Interrogée par Uol, Ane Alencar, de l’Institut de recherche environnementale de l’Amazonie (Ipam), affirme que les foyers actuels sont en partie liés “à la hausse de la déforestation survenue en 2019, la plus élevée de l’histoire”. “Les personnes impliquées dans la déforestation vont encore brûler les zones déboisées, ce qui va provoquer davantage d’incendies”, avertit-elle, le feu étant “la manière la plus pratique de nettoyer un terrain déboisé”.

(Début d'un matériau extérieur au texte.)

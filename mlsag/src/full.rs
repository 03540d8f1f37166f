//! Full RingCT matrix builder
//!
//! Folds every input's commitment into a per-column balance accumulator, so the last
//! matrix layer proves the transaction's amounts balance as a side effect of signing.

use ensure_macro::ensure;

use crypto::ecc::{CompressedPoint, Identity, Point, Scalar};
use crypto::KeyImage;

use crate::error::{Error, Result};
use crate::matrix::{CtKey, KeyMatrix, RingEntry};
use crate::sign::{generate_mlsag, KLRki};

fn decompress(p: CompressedPoint) -> Result<Point> {
    p.decompress()
        .ok_or(Error::CryptoFailure("ring entry does not decode to a curve point"))
}

/// Builds the Full-mode matrix and secret vector, then signs
///
/// `pubs[i]` is the `i`-th ring column's entries, one per input being signed
/// simultaneously; every column must have the same length as `in_sk`.
#[allow(clippy::too_many_arguments)]
pub fn generate_mlsag_full(
    message: &[u8],
    pubs: &[Vec<RingEntry>],
    in_sk: &[CtKey],
    out_sk_mask: &[Scalar],
    out_pk_commitments: &[CompressedPoint],
    klrki: Option<KLRki>,
    index: usize,
    txn_fee_key: Point,
    buffer: &mut [u8],
) -> Result<Vec<KeyImage>> {
    let cols = pubs.len();
    ensure!(cols >= 1, Error::InvalidArgument("empty ring"));

    let rows = pubs[0].len();
    ensure!(rows >= 1, Error::InvalidArgument("empty ring column"));
    for column in pubs {
        ensure!(column.len() == rows, Error::InvalidArgument("ring is not rectangular"));
    }
    ensure!(
        in_sk.len() == rows,
        Error::InvalidArgument("input secret key vector length mismatch")
    );
    ensure!(
        out_sk_mask.len() == out_pk_commitments.len(),
        Error::InvalidArgument("output mask/commitment count mismatch")
    );

    let mut columns = Vec::with_capacity(cols);
    for column in pubs {
        let mut balance = Point::identity();
        for entry in column {
            balance += decompress(entry.commitment)?;
        }
        for out_commitment in out_pk_commitments {
            balance -= decompress(*out_commitment)?;
        }
        balance -= txn_fee_key;

        let mut layers: Vec<CompressedPoint> = column.iter().map(|entry| entry.dest).collect();
        layers.push(balance.compress());
        columns.push(layers);
    }
    let pk = KeyMatrix::from_columns(columns);

    let mut sk: Vec<Scalar> = in_sk.iter().map(|k| k.dest).collect();
    let mut mask_balance = Scalar::default();
    for k in in_sk {
        mask_balance += k.mask;
    }
    for m in out_sk_mask {
        mask_balance -= m;
    }
    sk.push(mask_balance);

    // Full mode treats every input layer as a ds-row; see the crate-level design notes.
    generate_mlsag(message, pk, &sk, klrki, index, rows, buffer)
}

#[cfg(test)]
mod tests {
    use super::*;
    use crate::sign::required_buffer_len;
    use crypto::ecc::{ScalarExt, BASEPOINT_TABLE};

    fn entry(secret: Scalar, mask: Scalar) -> (RingEntry, CtKey) {
        let dest = (&secret * &BASEPOINT_TABLE).compress();
        let commitment = (&mask * &BASEPOINT_TABLE).compress();
        (RingEntry { dest, commitment }, CtKey { dest: secret, mask })
    }

    #[test]
    fn signs_single_input_ring_with_one_output() {
        let index = 1usize;
        let mut pubs = Vec::new();
        let mut in_sk = Vec::new();
        for i in 0..3u64 {
            let (ring_entry, ct_key) = entry(Scalar::from(i + 1), Scalar::from(i + 50));
            pubs.push(vec![ring_entry]);
            if i as usize == index {
                in_sk.push(ct_key);
            }
        }
        let out_mask = in_sk[0].mask;
        let out_commitment = (&out_mask * &BASEPOINT_TABLE).compress();

        let mut buffer = vec![0u8; required_buffer_len(3, 2)];
        let result = generate_mlsag_full(
            b"full mode balance",
            &pubs,
            &in_sk,
            &[out_mask],
            &[out_commitment],
            None,
            index,
            Point::identity(),
            &mut buffer,
        );
        assert!(result.is_ok());
    }

    #[test]
    fn rejects_non_rectangular_pubs() {
        let pubs = vec![
            vec![entry(Scalar::from_slice(&[1u8; 32]), Scalar::from_slice(&[2u8; 32])).0],
            vec![
                entry(Scalar::from_slice(&[3u8; 32]), Scalar::from_slice(&[4u8; 32])).0,
                entry(Scalar::from_slice(&[5u8; 32]), Scalar::from_slice(&[6u8; 32])).0,
            ],
        ];
        let in_sk = vec![CtKey { dest: Scalar::from(1u64), mask: Scalar::from(2u64) }];
        let mut buffer = vec![0u8; required_buffer_len(2, 2)];
        let err = generate_mlsag_full(
            b"msg",
            &pubs,
            &in_sk,
            &[],
            &[],
            None,
            0,
            Point::identity(),
            &mut buffer,
        )
        .unwrap_err();
        assert!(matches!(err, Error::InvalidArgument(_)));
    }
}
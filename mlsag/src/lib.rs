#![deny(missing_docs)]

//! # Multilayered Linkable Spontaneous Anonymous Group (MLSAG) signatures
//!
//! Produces the ring signature Monero uses to authorize a transaction input without
//! revealing which ring member is the real spender. Two entry points cover the two
//! RingCT input shapes; both delegate to a shared signing core.

mod error;
mod full;
mod matrix;
mod simple;
mod sign;

pub use error::{Error, Result};
pub use full::generate_mlsag_full;
pub use matrix::{CtKey, KeyMatrix, RingEntry};
pub use simple::generate_mlsag_simple;
pub use sign::{generate_mlsag, required_buffer_len, KLRki};
//! Simple RingCT matrix builder
//!
//! Fixes `rows=2, dsRows=1`: layer 0 is the destination key, layer 1 is the ring
//! commitment offset by the transaction's pseudo-output commitment.

use ensure_macro::ensure;

use crypto::ecc::{CompressedPoint, Point, Scalar};
use crypto::KeyImage;

use crate::error::{Error, Result};
use crate::matrix::{CtKey, KeyMatrix, RingEntry};
use crate::sign::{generate_mlsag, KLRki};

/// Builds the Simple-mode matrix and secret vector, then signs
///
/// `a` is the pseudo-output commitment's blinding scalar and `cout` its point; both are
/// folded into the second matrix layer and the secret vector so the signature also
/// proves `in_sk.mask - a` is the discrete log of `commitment - cout`.
pub fn generate_mlsag_simple(
    message: &[u8],
    pubs: &[RingEntry],
    in_sk: CtKey,
    a: Scalar,
    cout: Point,
    klrki: Option<KLRki>,
    index: usize,
    buffer: &mut [u8],
) -> Result<Vec<KeyImage>> {
    let cols = pubs.len();
    ensure!(cols >= 1, Error::InvalidArgument("empty ring"));

    let sk = vec![in_sk.dest, in_sk.mask - a];

    let mut columns = Vec::with_capacity(cols);
    for entry in pubs {
        let commitment = entry
            .commitment
            .decompress()
            .ok_or(Error::CryptoFailure("ring entry does not decode to a curve point"))?;
        let offset_commitment = (commitment - cout).compress();
        columns.push(vec![entry.dest, offset_commitment]);
    }
    let pk = KeyMatrix::from_columns(columns);

    generate_mlsag(message, pk, &sk, klrki, index, 1, buffer)
}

Entre 2016 et 2019, 22 % des foyers d’incendie ont été détectés dans des zones récemment déboisées et 42 % dans des aires converties en exploitations agricoles, indique un rapport de l’Ipam repris par le site G1. Pour 2020, le pire reste à craindre : la saison sèche a commencé en juin mais “90 % des feux” en Amazonie “sont historiquement recensés entre juillet et octobre, avec un pic en septembre”, précise le rapport.
“Tâche difficile”
Le vice-président du Brésil, Hamilton Mourão, s’est d’ailleurs “montré préoccupé” par la situation, rapporte Correio Braziliense. Lors d’une émission sur l’Amazonie diffusée par Rádio Nacional, lundi 3 août, le général a expliqué que, bien que le feu soit un outil traditionnel de défrichage des champs, “une bonne partie” de ces “incendies sont pratiqués de manière criminelle”, provoquant des flammes incontrôlables.

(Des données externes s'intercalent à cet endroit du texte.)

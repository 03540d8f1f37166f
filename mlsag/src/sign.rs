//! The shared MLSAG signing core: precondition gate, initial challenge and key images,
//! ring traversal, signer-slot closure and buffer layout.
//!
//! Both [`crate::full`] and [`crate::simple`] build a [`KeyMatrix`] and secret-scalar
//! vector from their own input shapes and delegate here.

use ensure_macro::ensure;
use rand::rngs::OsRng;

use crypto::ecc::{self, Identity, Point, Scalar, BASEPOINT_TABLE};
use crypto::{CNFastHash, KeyImage, SecretKey};

use crate::error::{Error, Result};
use crate::matrix::KeyMatrix;

/// Multisig nonce and key-image material
///
/// The core only ever checks whether this is present; the multisig path it feeds is
/// not implemented, so every call carrying `Some` is rejected at the gate.
#[derive(Clone, Copy)]
pub struct KLRki {
    /// Pre-committed nonce
    pub k: Scalar,
    /// Pre-committed key image
    pub ki: KeyImage,
    /// Pre-committed `L` term
    pub l: Point,
    /// Pre-committed `R` term
    pub r: Point,
}

/// Number of bytes a signature over a ring of `cols` columns and `rows` layers
/// serializes to
///
/// Callers must size their output buffer to exactly this before calling
/// [`generate_mlsag`], [`crate::full::generate_mlsag_full`] or
/// [`crate::simple::generate_mlsag_simple`].
pub fn required_buffer_len(cols: usize, rows: usize) -> usize {
    varint::size(cols as u64) + cols * (varint::size(rows as u64) + rows * 32) + 32
}

fn decompress(p: crypto::ecc::CompressedPoint) -> Result<Point> {
    p.decompress()
        .ok_or(Error::CryptoFailure("ring entry does not decode to a curve point"))
}

/// Validates ring shape and signer position before any secret material is touched
///
/// Returns `(rows, cols)` on success. Every failure here is `InvalidArgument`, except a
/// present `kLRki`, which is `NotImplemented`.
fn assert_preconditions(
    pk: &KeyMatrix,
    xx: &[SecretKey],
    klrki: Option<&KLRki>,
    index: usize,
    ds_rows: usize,
) -> Result<(usize, usize)> {
    let cols = pk.cols();
    ensure!(cols >= 2, Error::InvalidArgument("ring must have at least two members"));
    ensure!(index < cols, Error::InvalidArgument("signer index is outside the ring"));

    let rows = pk.rows();
    ensure!(rows >= 1, Error::InvalidArgument("ring entries have no layers"));
    ensure!(pk.is_rectangular(), Error::InvalidArgument("ring matrix is not rectangular"));
    ensure!(
        xx.len() == rows,
        Error::InvalidArgument("secret vector length does not match layer count")
    );
    ensure!(
        ds_rows >= 1 && ds_rows <= rows,
        Error::InvalidArgument("ds_rows must be between 1 and rows")
    );
    ensure!(
        klrki.is_none(),
        Error::NotImplemented("multisig kLRki signing is not supported")
    );

    Ok((rows, cols))
}

/// Computes the first Fiat-Shamir challenge and the ds-row key images
///
/// This is the only stage that touches the signer's secret scalars directly, aside from
/// the final slot closure.
fn generate_first_c_and_key_images(
    message: &[u8],
    pk: &KeyMatrix,
    xx: &[SecretKey],
    index: usize,
    ds_rows: usize,
    rows: usize,
) -> Result<(Scalar, Vec<Point>, Vec<Scalar>)> {
    let mut key_images = Vec::with_capacity(ds_rows);
    let alpha: Vec<Scalar> = (0..rows).map(|_| Scalar::random(&mut OsRng)).collect();

    let mut hasher = CNFastHash::new();
    hasher.input(message);

    for j in 0..ds_rows {
        let p_bytes = pk.get(index, j);
        hasher.input(p_bytes.as_bytes());

        let h = ecc::hash_to_point(p_bytes.to_bytes());
        let l = &alpha[j] * &BASEPOINT_TABLE;
        let r = alpha[j] * h;
        key_images.push(xx[j] * h);

        hasher.input(l.compress().as_bytes());
        hasher.input(r.compress().as_bytes());
    }

    for (j, a) in alpha.iter().enumerate().skip(ds_rows) {
        let p_bytes = pk.get(index, j);
        let l = a * &BASEPOINT_TABLE;
        hasher.input(p_bytes.as_bytes());
        hasher.input(l.compress().as_bytes());
    }

    let c_old = Scalar::from_bytes_mod_order(hasher.result());
    Ok((c_old, key_images, alpha))
}

/// Runs the shared MLSAG signing core over an already-built matrix and secret vector
///
/// `rows` and `cols` are read off `pk`'s shape; `ds_rows` is the number of leading
/// layers for which a key image and `R` term are produced. `buffer` must be exactly
/// [`required_buffer_len`]`(pk.cols(), pk.rows())` bytes.
pub fn generate_mlsag(
    message: &[u8],
    mut pk: KeyMatrix,
    xx: &[SecretKey],
    klrki: Option<KLRki>,
    index: usize,
    ds_rows: usize,
    buffer: &mut [u8],
) -> Result<Vec<KeyImage>> {
    let (rows, cols) = assert_preconditions(&pk, xx, klrki.as_ref(), index, ds_rows)?;

    let rows_b_size = varint::size(rows as u64);
    let cols_b_size = varint::size(cols as u64);
    let buff_offset = |col: usize| cols_b_size + col * (rows_b_size + rows * 32);

    ensure!(
        buffer.len() == buff_offset(cols) + 32,
        Error::BufferOverflow("output buffer is not sized for this ring shape")
    );

    let header = varint::serialize(cols as u64);
    buffer[..header.len()].copy_from_slice(&header);

    let (mut c_old, key_image_points, alpha) =
        generate_first_c_and_key_images(message, &pk, xx, index, ds_rows, rows)?;

    let mut cc = Scalar::default();
    let mut i = (index + 1) % cols;
    if i == 0 {
        cc = c_old;
    }

    while i != index {
        let mut hasher = CNFastHash::new();
        hasher.input(message);

        let offset = buff_offset(i);
        let row_header = varint::serialize(rows as u64);
        buffer[offset..offset + row_header.len()].copy_from_slice(&row_header);
        let cursor = offset + row_header.len();

        let ss: Vec<Scalar> = (0..rows).map(|_| Scalar::random(&mut OsRng)).collect();

        for j in 0..ds_rows {
            let p_bytes = pk.get(i, j);
            let p = decompress(p_bytes)?;
            let l = ecc::add_keys2(ss[j], c_old, p);
            let h = ecc::hash_to_point(p_bytes.to_bytes());
            let r = ecc::add_keys3(ss[j], h, c_old, key_image_points[j]);

            hasher.input(p_bytes.as_bytes());
            hasher.input(l.compress().as_bytes());
            hasher.input(r.compress().as_bytes());
        }
        for j in ds_rows..rows {
            let p_bytes = pk.get(i, j);
            let p = decompress(p_bytes)?;
            let l = ecc::add_keys2(ss[j], c_old, p);

            hasher.input(p_bytes.as_bytes());
            hasher.input(l.compress().as_bytes());
        }

        for (j, s) in ss.iter().enumerate() {
            let start = cursor + 32 * j;
            buffer[start..start + 32].copy_from_slice(s.as_bytes());
        }

        c_old = Scalar::from_bytes_mod_order(hasher.result());
        log::trace!("mlsag: closed column {i}");
        pk.release_column(i);

        i = (i + 1) % cols;
        if i == 0 {
            cc = c_old;
        }
    }

    let offset = buff_offset(index);
    let row_header = varint::serialize(rows as u64);
    buffer[offset..offset + row_header.len()].copy_from_slice(&row_header);
    let cursor = offset + row_header.len();

    for j in 0..rows {
        let s = ecc::sc_mulsub(alpha[j], c_old, xx[j]);
        let start = cursor + 32 * j;
        buffer[start..start + 32].copy_from_slice(s.as_bytes());
    }

    let cc_offset = buff_offset(cols);
    ensure!(
        cc_offset + 32 == buffer.len(),
        Error::BufferOverflow("invalid mg_buff size")
    );
    buffer[cc_offset..cc_offset + 32].copy_from_slice(cc.as_bytes());

    Ok(key_image_points
        .into_iter()
        .map(|p| p.compress())
        .collect())
}

#[cfg(test)]
pub(crate) fn verify(
    message: &[u8],
    pk: &KeyMatrix,
    ds_rows: usize,
    key_images: &[KeyImage],
    buffer: &[u8],
) -> bool {
    let cols = pk.cols();
    let rows = pk.rows();
    let cols_b_size = varint::size(cols as u64);
    let rows_b_size = varint::size(rows as u64);
    let buff_offset = |col: usize| cols_b_size + col * (rows_b_size + rows * 32);

    let read_scalar = |offset: usize| {
        let mut arr = [0u8; 32];
        arr.copy_from_slice(&buffer[offset..offset + 32]);
        Scalar::from_bytes_mod_order(arr)
    };

    let cc = read_scalar(buff_offset(cols));
    let key_images: Vec<Point> = match key_images
        .iter()
        .map(|p| p.decompress())
        .collect::<Option<Vec<Point>>>()
    {
        Some(v) => v,
        None => return false,
    };

    let mut c_old = cc;
    for i in 0..cols {
        let mut hasher = CNFastHash::new();
        hasher.input(message);
        let cursor = buff_offset(i) + rows_b_size;

        for j in 0..ds_rows {
            let p_bytes = pk.get(i, j);
            let p = match p_bytes.decompress() {
                Some(p) => p,
                None => return false,
            };
            let s = read_scalar(cursor + 32 * j);
            let l = ecc::add_keys2(s, c_old, p);
            let h = ecc::hash_to_point(p_bytes.to_bytes());
            let r = ecc::add_keys3(s, h, c_old, key_images[j]);

            hasher.input(p_bytes.as_bytes());
            hasher.input(l.compress().as_bytes());
            hasher.input(r.compress().as_bytes());
        }
        for j in ds_rows..rows {
            let p_bytes = pk.get(i, j);
            let p = match p_bytes.decompress() {
                Some(p) => p,
                None => return false,
            };
            let s = read_scalar(cursor + 32 * j);
            let l = ecc::add_keys2(s, c_old, p);

            hasher.input(p_bytes.as_bytes());
            hasher.input(l.compress().as_bytes());
        }

        c_old = Scalar::from_bytes_mod_order(hasher.result());
    }

    c_old == cc
}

“Nous savons que la culture du feu existe encore dans les champs, et l’affronter ne sera pas une tâche facile mais c’est une question […] fondamentale pour que nous puissions démontrer au reste de la société brésilienne et à la communauté internationale non seulement notre capacité de préservation de la forêt, mais aussi et surtout notre engagement dans ce domaine.”
Interrogé par le quotidien, le porte-parole de l’ONG Greenpeace, Rômulo Batista, estime que cette “pratique s’est généralisée en raison du manque de surveillance et du démantèlement des organismes environnementaux” publics. En outre, insiste Rômulo Batista, “la déforestation doit être combattue tout au long de l’année”.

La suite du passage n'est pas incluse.